Vanishing points recur throughout Rachael Helmore’s work as she ponders our perception and movement through space. Vanishing points traditionally act as visual anchors; benchmarks for the ‘correct’ way to draw. Helmore however captures a contrasting role of vanishing points. Her drawings and video projection present vanishing points as elusive and enigmatic; constantly shifting in the landscape, and often doing little to accurately describe our embodied experience of space.

Helmore’s practice is founded on rapid observational drawing, often without looking at the page. The result is an exercise in observation and the documentation of fleeting moments between people, objects, landscapes and urban sites. Helmore completed her Bachelor of Visual Arts/Bachelor of Arts from the University of New South Wales and is currently completing her Masters of Art Curating the the University of Sydney.

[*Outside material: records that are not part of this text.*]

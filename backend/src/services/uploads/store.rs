//! Persistence of uploaded rosters in the `uploads` table.

use crate::config::Config;
use crate::db;
use crate::error::AppError;
use crate::services::uploads::ingest::ParsedRoster;
use common::model::student::StudentRow;
use common::model::upload::{UploadRecord, UrlSegments};
use rand::Rng;
use rusqlite::{params, Connection, OptionalExtension};
use uuid::Uuid;

/// A fresh id or segment set is drawn after each constraint violation.
const MAX_INSERT_ATTEMPTS: usize = 5;

/// Draws the five capability segments: 3 digits, 7 lowercase letters,
/// 1 to 10, 3 digits, 2 digits.
pub fn generate_url_segments<R: Rng>(rng: &mut R) -> UrlSegments {
    let letters: String = (0..7)
        .map(|_| char::from(b'a' + rng.gen_range(0..26u8)))
        .collect();
    UrlSegments {
        param1: rng.gen_range(100..=999).to_string(),
        param2: letters,
        param3: rng.gen_range(1..=10).to_string(),
        param4: rng.gen_range(100..=999).to_string(),
        param5: rng.gen_range(10..=99).to_string(),
    }
}

/// `{school_code}-{6 hex}`.
fn new_record_id(school_code: &str) -> String {
    let hex = Uuid::new_v4().simple().to_string();
    format!("{}-{}", school_code, &hex[..6])
}

pub fn insert_upload(config: &Config, roster: ParsedRoster) -> Result<UploadRecord, AppError> {
    let conn = db::open(config)?;
    insert_with(&conn, roster, &mut rand::thread_rng(), new_record_id)
}

/// Insert loop behind [`insert_upload`]. Segments come from `rng` and ids
/// from `next_id`, both redrawn after a unique-constraint violation.
fn insert_with<R: Rng>(
    conn: &Connection,
    roster: ParsedRoster,
    rng: &mut R,
    mut next_id: impl FnMut(&str) -> String,
) -> Result<UploadRecord, AppError> {
    let rows_json = serde_json::to_string(&roster.rows)?;

    for attempt in 1..=MAX_INSERT_ATTEMPTS {
        let record_id = next_id(&roster.school_code);
        let segments = generate_url_segments(rng);

        let inserted = conn.execute(
            "INSERT INTO uploads
             (record_id, school_name, school_code, principal, rows,
              param1, param2, param3, param4, param5)
             VALUES (?1, ?2, ?3, ?4, ?5, ?6, ?7, ?8, ?9, ?10)",
            params![
                record_id,
                roster.school_name,
                roster.school_code,
                roster.principal,
                rows_json,
                segments.param1,
                segments.param2,
                segments.param3,
                segments.param4,
                segments.param5,
            ],
        );

        match inserted {
            Ok(_) => {
                return Ok(UploadRecord {
                    record_id,
                    school_name: roster.school_name,
                    school_code: roster.school_code,
                    principal: roster.principal,
                    rows: roster.rows,
                    segments,
                })
            }
            Err(e) if db::is_constraint_violation(&e) => {
                log::warn!(
                    "upload id or capability collision on attempt {}, retrying",
                    attempt
                );
            }
            Err(e) => return Err(e.into()),
        }
    }

    Err(AppError::Internal(
        "could not allocate a unique record id".to_string(),
    ))
}

pub fn get_upload(config: &Config, record_id: &str) -> Result<Option<UploadRecord>, AppError> {
    let conn = db::open(config)?;
    let found = conn
        .query_row(
            "SELECT record_id, school_name, school_code, principal, rows,
                    param1, param2, param3, param4, param5
             FROM uploads WHERE record_id = ?1",
            params![record_id],
            |row| {
                Ok((
                    row.get::<_, String>(0)?,
                    row.get::<_, String>(1)?,
                    row.get::<_, String>(2)?,
                    row.get::<_, String>(3)?,
                    row.get::<_, String>(4)?,
                    UrlSegments {
                        param1: row.get(5)?,
                        param2: row.get(6)?,
                        param3: row.get(7)?,
                        param4: row.get(8)?,
                        param5: row.get(9)?,
                    },
                ))
            },
        )
        .optional()?;

    match found {
        Some((record_id, school_name, school_code, principal, rows_json, segments)) => {
            let rows: Vec<StudentRow> = serde_json::from_str(&rows_json)?;
            Ok(Some(UploadRecord {
                record_id,
                school_name,
                school_code,
                principal,
                rows,
                segments,
            }))
        }
        None => Ok(None),
    }
}
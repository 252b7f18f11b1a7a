pub mod certificate;
pub mod pdf_record;
pub mod student;
pub mod upload;
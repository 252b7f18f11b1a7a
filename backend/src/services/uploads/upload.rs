//! # Roster Upload Service
//!
//! Backend logic for `POST /upload`, the entry point for a school's results roster.
//!
//! ## Workflow
//!
//! 1.  **Multipart Read**: the `file` part is collected in full by `read_file_field`.
//!
//! 2.  **Parsing**: the bytes must be UTF-8. `ingest::parse_roster` detects whether the
//!     file is a WAEC export (metadata rows, then a `#` marker) or a plain header CSV,
//!     and returns the school metadata plus one `StudentRow` per line.
//!
//! 3.  **Storage**: `store::insert_upload` writes the roster to the `uploads` table under a
//!     fresh `{school_code}-{hex}` id and five random path segments.
//!
//! 4.  **HTTP Response**: the JSON body carries the capability URL built from those segments
//!     and the short `/verify/{record_id}` link.
//!
//! Nothing is stored when parsing fails; the client gets `400` with the offending line.

use crate::config::Config;
use crate::error::AppError;
use crate::services::multipart::read_file_field;
use crate::services::uploads::{ingest, store, verify};
use actix_multipart::Multipart;
use actix_web::{web, HttpResponse};
use common::responses::UploadResponse;

/// Actix web handler for the `POST /upload` endpoint.
///
/// # Arguments
/// * `config` - Shared configuration; `base_url` prefixes the returned capability URL.
/// * `payload` - Multipart body holding the roster under the `file` field.
///
/// # Returns
/// - `200 OK` with an `UploadResponse` JSON payload on success.
/// - `400 Bad Request` when the file is missing, not UTF-8, or not a readable roster.
/// - `500 Internal Server Error` when the database write fails.
pub(crate) async fn process(
    config: web::Data<Config>,
    payload: Multipart,
) -> Result<HttpResponse, AppError> {
    let file = read_file_field(payload, "file").await?;
    let text = String::from_utf8(file.bytes)
        .map_err(|_| AppError::BadInput("CSV upload is not valid UTF-8".to_string()))?;

    let roster = ingest::parse_roster(&text)?;
    let record = store::insert_upload(&config, roster)?;
    log::info!(
        "stored upload {} ({} rows) from {}",
        record.record_id,
        record.rows.len(),
        if file.filename.is_empty() { "<unnamed>" } else { file.filename.as_str() }
    );

    Ok(HttpResponse::Ok().json(UploadResponse {
        message: "Upload successful".to_string(),
        index_url: verify::canonical_url(&config.base_url, &record),
        verify_url: format!("/verify/{}", record.record_id),
    }))
}
use crate::error::AppError;
use std::io::Write;
use std::path::Path;
use tempfile::NamedTempFile;

/// Writes `bytes` to a temp file next to `path`, then renames it into place,
/// so readers never observe a partially written document.
pub fn write_atomic(path: &Path, bytes: &[u8]) -> Result<(), AppError> {
    let dir = match path.parent() {
        Some(parent) if !parent.as_os_str().is_empty() => parent,
        _ => Path::new("."),
    };
    let mut tmp = NamedTempFile::new_in(dir)?;
    tmp.write_all(bytes)?;
    tmp.as_file().sync_all()?;
    tmp.persist(path)?;
    Ok(())
}

#[cfg(test)]
mod tests {
    use super::*;

    #[test]
    fn replaces_existing_file_whole() {
        let dir = tempfile::tempdir().unwrap();
        let path = dir.path().join("out.bin");
        write_atomic(&path, b"first version").unwrap();
        write_atomic(&path, b"second").unwrap();
        assert_eq!(std::fs::read(&path).unwrap(), b"second");
        assert_eq!(std::fs::read_dir(dir.path()).unwrap().count(), 1);
    }
}
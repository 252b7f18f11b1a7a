use serde::{Deserialize, Serialize};
use std::collections::BTreeMap;

/// One student line of an uploaded results roster.
///
/// WAEC exports always fill the ten named fields. Generic header-driven CSVs
/// fill whichever named columns they carry; any other column lands in `extra`
/// so nothing from the upload is dropped when the row is stored.
#[derive(Debug, Clone, Default, PartialEq, Eq, Serialize, Deserialize)]
pub struct StudentRow {
    #[serde(default)]
    pub passport: String,
    #[serde(default)]
    pub lin: String,
    #[serde(default)]
    pub lastname: String,
    #[serde(default)]
    pub firstname: String,
    #[serde(default)]
    pub othername: String,
    #[serde(default)]
    pub sex: String,
    #[serde(default)]
    pub year_2026: String,
    #[serde(default)]
    pub year_2025: String,
    #[serde(default)]
    pub year_2024: String,
    /// Normalized at ingestion: trimmed, lowercased, spelling corrected.
    #[serde(default)]
    pub remark: String,
    #[serde(flatten)]
    pub extra: BTreeMap<String, String>,
}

Caitlin Casey’s photography explores the way in which the landscape, especially within the postcolonial context, has been used to inform the white Australian identity. Using a combination of subtly altered photographs and videos, Casey interrogates the political nature of the landscape genre. This body of work, created in the Royal National Park and the Blue Mountains National Park, aims to disrupt an idealized, singular reading of the landscape.

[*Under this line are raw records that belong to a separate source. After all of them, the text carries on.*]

//! CSV roster ingestion.
//!
//! Two layouts are accepted. WAEC exports carry school metadata rows
//! (`SCHOOL NAME`, `SCHOOL CODE`, `NAME OF PRINCIPAL`) followed by a `#`
//! header row, after which every line is a student in fixed column order.
//! Anything else is read as a plain header-driven CSV and gets the fallback
//! school identity.

use crate::error::AppError;
use crate::services::uploads::remarks::normalize_remark;
use common::model::student::StudentRow;
use csv::{ReaderBuilder, StringRecord};
use std::collections::BTreeMap;

pub const FALLBACK_SCHOOL_NAME: &str = "CLIMAX SECONDARY SCHOOL";
pub const FALLBACK_SCHOOL_CODE: &str = "C24084";
pub const FALLBACK_PRINCIPAL: &str = "Tolani Ogunbamiji";

/// Columns a WAEC student row must have: `#` plus ten data fields.
const WAEC_COLUMNS: usize = 11;
/// How many leading lines are searched for the WAEC metadata marker.
const LAYOUT_PROBE_LINES: usize = 10;

#[derive(Debug, Default, Clone, PartialEq)]
pub struct ParsedRoster {
    pub school_name: String,
    pub school_code: String,
    pub principal: String,
    pub rows: Vec<StudentRow>,
}

pub fn parse_roster(text: &str) -> Result<ParsedRoster, AppError> {
    let text = text.strip_prefix('\u{feff}').unwrap_or(text);
    if text.trim().is_empty() {
        return Err(AppError::BadInput("uploaded CSV is empty".to_string()));
    }
    if is_waec_layout(text) {
        parse_waec(text)
    } else {
        parse_generic(text)
    }
}

fn is_waec_layout(text: &str) -> bool {
    text.lines()
        .take(LAYOUT_PROBE_LINES)
        .any(|line| line.to_uppercase().contains("SCHOOL NAME"))
}

fn line_of(record: &StringRecord) -> u64 {
    record.position().map(|p| p.line()).unwrap_or(0)
}

fn second_cell(record: &StringRecord) -> String {
    record.get(1).unwrap_or("").trim().to_string()
}

fn parse_waec(text: &str) -> Result<ParsedRoster, AppError> {
    let mut reader = ReaderBuilder::new()
        .has_headers(false)
        .flexible(true)
        .from_reader(text.as_bytes());

    let mut roster = ParsedRoster::default();
    let mut header_found = false;

    for result in reader.records() {
        let record = result?;
        let first = record.get(0).unwrap_or("").trim();
        if record.is_empty() || (record.len() == 1 && first.is_empty()) {
            continue;
        }

        match first.to_uppercase().as_str() {
            "SCHOOL NAME" => {
                roster.school_name = second_cell(&record);
                continue;
            }
            "SCHOOL CODE" => {
                roster.school_code = second_cell(&record);
                continue;
            }
            "NAME OF PRINCIPAL" => {
                roster.principal = second_cell(&record);
                continue;
            }
            _ => {}
        }

        if first == "#" {
            header_found = true;
            continue;
        }
        if !header_found {
            continue;
        }

        if record.len() < WAEC_COLUMNS {
            return Err(AppError::BadInput(format!(
                "line {}: expected at least {} columns, found {}",
                line_of(&record),
                WAEC_COLUMNS,
                record.len()
            )));
        }

        roster.rows.push(StudentRow {
            passport: record[1].to_string(),
            lin: record[2].to_string(),
            lastname: record[3].to_string(),
            firstname: record[4].to_string(),
            othername: record[5].to_string(),
            sex: record[6].to_string(),
            year_2026: record[7].to_string(),
            year_2025: record[8].to_string(),
            year_2024: record[9].to_string(),
            remark: normalize_remark(&record[10]),
            extra: BTreeMap::new(),
        });
    }

    Ok(roster)
}

fn parse_generic(text: &str) -> Result<ParsedRoster, AppError> {
    let mut reader = ReaderBuilder::new()
        .has_headers(true)
        .flexible(true)
        .from_reader(text.as_bytes());
    let headers = reader.headers()?.clone();

    let mut rows = Vec::new();
    for result in reader.records() {
        let record = result?;
        let mut row = StudentRow::default();
        for (header, value) in headers.iter().zip(record.iter()) {
            set_field(&mut row, header, value);
        }
        row.remark = normalize_remark(&row.remark);
        rows.push(row);
    }

    Ok(ParsedRoster {
        school_name: FALLBACK_SCHOOL_NAME.to_string(),
        school_code: FALLBACK_SCHOOL_CODE.to_string(),
        principal: FALLBACK_PRINCIPAL.to_string(),
        rows,
    })
}

fn set_field(row: &mut StudentRow, header: &str, value: &str) {
    let value = value.to_string();
    match header.trim().to_lowercase().as_str() {
        "passport" => row.passport = value,
        "lin" => row.lin = value,
        "lastname" => row.lastname = value,
        "firstname" => row.firstname = value,
        "othername" => row.othername = value,
        "sex" => row.sex = value,
        "year_2026" => row.year_2026 = value,
        "year_2025" => row.year_2025 = value,
        "year_2024" => row.year_2024 = value,
        "remark" => row.remark = value,
        _ => {
            row.extra.insert(header.to_string(), value);
        }
    }
}

#[cfg(test)]
mod tests {
    use super::*;

    const WAEC: &str = "\
WAEC RECOMMENDATION LIST,,,,,,,,,,
SCHOOL NAME,Unity Model College,,,,,,,,,
SCHOOL CODE,U10233,,,,,,,,,
NAME OF PRINCIPAL,Mrs. A. Bello,,,,,,,,,
,,,,,,,,,,
#,PASSPORT,LIN,LASTNAME,FIRSTNAME,OTHERNAME,SEX,2026,2025,2024,REMARK
1,p1.jpg,LIN001,ADEYEMI,Tunde,Kola,M,A1,B2,B3,Recomended
2,p2.jpg,LIN002,OKAFOR,Ada,,F,C4,C5,C6,NOT RECOMMENDED
3,p3.jpg,LIN003,MUSA,Ibrahim,Sani,M,A1,A1,B2, highly recommended
";

    #[test]
    fn waec_layout_reads_metadata_and_rows() {
        let roster = parse_roster(WAEC).unwrap();
        assert_eq!(roster.school_name, "Unity Model College");
        assert_eq!(roster.school_code, "U10233");
        assert_eq!(roster.principal, "Mrs. A. Bello");
        assert_eq!(roster.rows.len(), 3);

        let first = &roster.rows[0];
        assert_eq!(first.passport, "p1.jpg");
        assert_eq!(first.lastname, "ADEYEMI");
        assert_eq!(first.year_2024, "B3");
        assert_eq!(first.remark, "recommended");
        assert_eq!(roster.rows[1].remark, "not recommended");
        assert_eq!(roster.rows[2].remark, "highly recommended");
    }

    #[test]
    fn waec_rows_before_marker_are_ignored() {
        let text = "\
SCHOOL NAME,Hill Top
stray,line,that,is,not,data,,,,,
#,P,L,LN,FN,ON,S,26,25,24,R
1,a,b,c,d,e,f,g,h,i,recommended
";
        let roster = parse_roster(text).unwrap();
        assert_eq!(roster.rows.len(), 1);
        assert_eq!(roster.school_code, "");
    }

    #[test]
    fn short_waec_row_is_bad_input() {
        let text = "\
SCHOOL NAME,Hill Top
#,P,L,LN,FN,ON,S,26,25,24,R
1,a,b,c,d,e,f,g,h,i,recommended
2,a,b,c
";
        let err = parse_roster(text).unwrap_err();
        match err {
            AppError::BadInput(msg) => assert!(msg.starts_with("line 4"), "{}", msg),
            other => panic!("unexpected error {:?}", other),
        }
    }

    #[test]
    fn metadata_marker_is_case_insensitive() {
        let text = "school name,Lakeside\n#\n1,a,b,c,d,e,f,g,h,i,Recommended\n";
        let roster = parse_roster(text).unwrap();
        assert_eq!(roster.school_name, "Lakeside");
        assert_eq!(roster.rows.len(), 1);
    }

    #[test]
    fn generic_layout_maps_columns_by_header() {
        let text = "lastname,firstname,sex,remark,house\nOBI,Chike,M,Recomended,Blue\nEZE,Ngozi,F,not recommended,Red\n";
        let roster = parse_roster(text).unwrap();
        assert_eq!(roster.school_name, FALLBACK_SCHOOL_NAME);
        assert_eq!(roster.school_code, FALLBACK_SCHOOL_CODE);
        assert_eq!(roster.principal, FALLBACK_PRINCIPAL);
        assert_eq!(roster.rows.len(), 2);
        assert_eq!(roster.rows[0].lastname, "OBI");
        assert_eq!(roster.rows[0].remark, "recommended");
        assert_eq!(roster.rows[0].extra.get("house").map(String::as_str), Some("Blue"));
    }

    #[test]
    fn byte_order_mark_is_ignored() {
        let text = "\u{feff}SCHOOL NAME,Bom School\n#\n1,a,b,c,d,e,f,g,h,i,recommended\n";
        let roster = parse_roster(text).unwrap();
        assert_eq!(roster.school_name, "Bom School");
    }

    #[test]
    fn empty_upload_is_rejected() {
        assert!(matches!(parse_roster(" \n"), Err(AppError::BadInput(_))));
    }
}
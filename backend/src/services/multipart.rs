use crate::error::AppError;
use actix_multipart::Multipart;
use futures_util::StreamExt;

/// An uploaded file part, buffered in memory.
pub struct UploadedFile {
    pub filename: String,
    pub bytes: Vec<u8>,
}

/// Drains `payload` and returns the part named `field_name`.
///
/// Other parts are consumed and discarded.
pub async fn read_file_field(
    mut payload: Multipart,
    field_name: &str,
) -> Result<UploadedFile, AppError> {
    let mut found: Option<UploadedFile> = None;

    while let Some(item) = payload.next().await {
        let mut field = item?;
        let name = field
            .content_disposition()
            .and_then(|cd| cd.get_name().map(|n| n.to_string()));

        let mut bytes = Vec::new();
        while let Some(chunk) = field.next().await {
            bytes.extend_from_slice(&chunk?);
        }

        if name.as_deref() == Some(field_name) && found.is_none() {
            let filename = field
                .content_disposition()
                .and_then(|cd| cd.get_filename().map(|f| f.to_string()))
                .unwrap_or_default();
            found = Some(UploadedFile { filename, bytes });
        }
    }

    found.ok_or_else(|| AppError::BadInput(format!("missing '{}' field", field_name)))
}
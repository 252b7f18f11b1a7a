use crate::model::student::StudentRow;
use serde::{Deserialize, Serialize};

/// The five random path segments that make up a record's capability URL.
#[derive(Debug, Clone, PartialEq, Eq, Serialize, Deserialize)]
pub struct UrlSegments {
    pub param1: String,
    pub param2: String,
    pub param3: String,
    pub param4: String,
    pub param5: String,
}

impl UrlSegments {
    /// `p1/p2/p3/p4/p5`, without leading or trailing slash.
    pub fn as_path(&self) -> String {
        format!(
            "{}/{}/{}/{}/{}",
            self.param1, self.param2, self.param3, self.param4, self.param5
        )
    }
}

/// A stored CSV upload. Created once per upload and never modified.
#[derive(Debug, Clone, Serialize, Deserialize)]
pub struct UploadRecord {
    pub record_id: String,
    pub school_name: String,
    pub school_code: String,
    pub principal: String,
    pub rows: Vec<StudentRow>,
    #[serde(flatten)]
    pub segments: UrlSegments,
}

Casey is a Sydney based artist and curator. She holds a Bachelor of Visual Arts, Honours (Photography) from the National Art School and a Masters of Art Curating from the University of Sydney. She has participated in a number of shows including a solo show, Kosciuszko/Kosciusko at Robin Gibson Gallery (2014) and in 2016 participated in Interrupted Horizons at Rubicon ARI, Melbourne.  

At first glance William Smeets’ drawings appear photographic. Closer inspection reveals Smeets has consummately captured the tree's gnarled trunk and twirling bark with a humble pencil. Each drawing is dominated by a grand gum tree at the centre of the composition. Smeets’ choice to focus on a  small section fittingly reflects his highly detailed approach.

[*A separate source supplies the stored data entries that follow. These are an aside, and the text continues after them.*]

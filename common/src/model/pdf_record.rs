use serde::{Deserialize, Serialize};

#[derive(Debug, Clone, PartialEq, Eq, Serialize, Deserialize)]
pub struct UploadedPdfRecord {
    pub id: String,
    /// Client-side name of the uploaded file.
    pub file_name: String,
    /// Public path of the stamped copy, e.g. `/pdf/1a2b3c4d_qr.pdf`.
    pub pdf_with_qr: String,
}
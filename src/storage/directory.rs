//! Data-directory management
//!
//! The data directory is exclusive to one process. A lock file at the
//! directory root asserts this with atomic O_EXCL creation; a conflicting
//! process fails fast at startup. Locks left behind by a dead process are
//! detected by pid liveness and cleared.

use crate::error::Error;
use std::fs::OpenOptions;
use std::io::Write;
use std::path::{Path, PathBuf};

/// Name of the lock file at the data directory root
const LOCK_FILE: &str = ".promcache.lock";

/// Exclusive hold on a data directory
///
/// Acquired once at catalog startup and held for the life of the process.
/// Dropping the guard removes the lock file.
#[derive(Debug)]
pub struct DirLock {
    path: PathBuf,
}

impl DirLock {
    /// Create the data directory if needed and acquire its lock
    ///
    /// Uses `O_CREAT | O_EXCL` so acquisition is atomic. If the lock file
    /// already exists, its recorded pid is checked for liveness: a stale
    /// lock from a dead process is removed and acquisition retried once; a
    /// live owner is a fatal startup conflict.
    pub fn acquire(data_dir: &Path) -> Result<Self, Error> {
        std::fs::create_dir_all(data_dir)?;
        let path = data_dir.join(LOCK_FILE);

        for attempt in 0..2 {
            match OpenOptions::new().write(true).create_new(true).open(&path) {
                Ok(mut file) => {
                    file.write_all(std::process::id().to_string().as_bytes())?;
                    file.sync_all()?;
                    return Ok(Self { path });
                }
                Err(e) if e.kind() == std::io::ErrorKind::AlreadyExists && attempt == 0 => {
                    if Self::holder_alive(&path) {
                        return Err(Error::AlreadyLocked(path.display().to_string()));
                    }
                    tracing::warn!(path = %path.display(), "removing stale lock file");
                    std::fs::remove_file(&path)?;
                }
                Err(e) if e.kind() == std::io::ErrorKind::AlreadyExists => {
                    return Err(Error::AlreadyLocked(path.display().to_string()));
                }
                Err(e) => return Err(e.into()),
            }
        }
        Err(Error::AlreadyLocked(path.display().to_string()))
    }

    /// Whether the pid recorded in an existing lock file is still running
    fn holder_alive(path: &Path) -> bool {
        let pid = match std::fs::read_to_string(path)
            .ok()
            .and_then(|s| s.trim().parse::<u32>().ok())
        {
            Some(pid) => pid,
            // Unreadable content: assume alive rather than steal the lock
            None => return true,
        };
        if pid == std::process::id() {
            return true;
        }
        #[cfg(unix)]
        {
            Path::new("/proc").join(pid.to_string()).exists()
        }
        #[cfg(not(unix))]
        {
            true
        }
    }
}

impl Drop for DirLock {
    fn drop(&mut self) {
        let _ = std::fs::remove_file(&self.path);
    }
}

#[cfg(test)]
mod tests {
    use super::*;
    use tempfile::TempDir;

    #[test]
    fn test_acquire_and_release() {
        let tmp = TempDir::new().unwrap();
        let lock_path = tmp.path().join(LOCK_FILE);

        {
            let _lock = DirLock::acquire(tmp.path()).unwrap();
            assert!(lock_path.exists());
        }
        assert!(!lock_path.exists());
    }

    #[test]
    fn test_conflict_fails_fast() {
        let tmp = TempDir::new().unwrap();
        let _lock = DirLock::acquire(tmp.path()).unwrap();

        // Same pid counts as a live holder
        let err = DirLock::acquire(tmp.path()).unwrap_err();
        assert!(matches!(err, Error::AlreadyLocked(_)));
    }

    #[test]
    fn test_stale_lock_recovered() {
        let tmp = TempDir::new().unwrap();
        let lock_path = tmp.path().join(LOCK_FILE);
        // A pid that cannot be running
        std::fs::write(&lock_path, "999999999").unwrap();

        let _lock = DirLock::acquire(tmp.path()).unwrap();
        assert!(lock_path.exists());
    }

    #[test]
    fn test_creates_missing_data_dir() {
        let tmp = TempDir::new().unwrap();
        let nested = tmp.path().join("a/b/data");
        let _lock = DirLock::acquire(&nested).unwrap();
        assert!(nested.is_dir());
    }
}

Smeets began his passion for drawing at the Adelaide Central School of Arts before relocating  to Sydney and now Melbourne. He documents his urban environment through drawing but is regularly enticed into to the landscape by his passion for en plein air sketching. All four trees pictured in his Kangaroo Island Cape Willoughby series are located within a kilometre of one another and hold  significant personal meaning to the artist.

A Western understanding of space is founded on the segmentation of the land by roads, fences and signposts. Jordan Charles Stokes’ "Cuttings" series considers this human intervention into the natural landscape. For this series Stokes ventured into geographical “non-places” unidentified on topographical maps to document the large cuttings that traverse the bushland to make way for electrical wires and roads.

In contrast Cuttings depicts a microcosmic view of landscape alteration. The triptych shows tree stems and branches cut during hazard reduction for the bushfire season. The photographs document an intimate ritual of cutting, collecting and binding, to become an artifact of deep symbolic meaning. This body of work offers rural counterpoint to Stokes’ urban based photography exhibited in his solo show Homes of Nostralia, Gaffa (2017). Stokes holds a Bachelor of Fine Arts from UNSW Art and Design (COFA) and a Masters in Media Arts and Production from the University of Technology.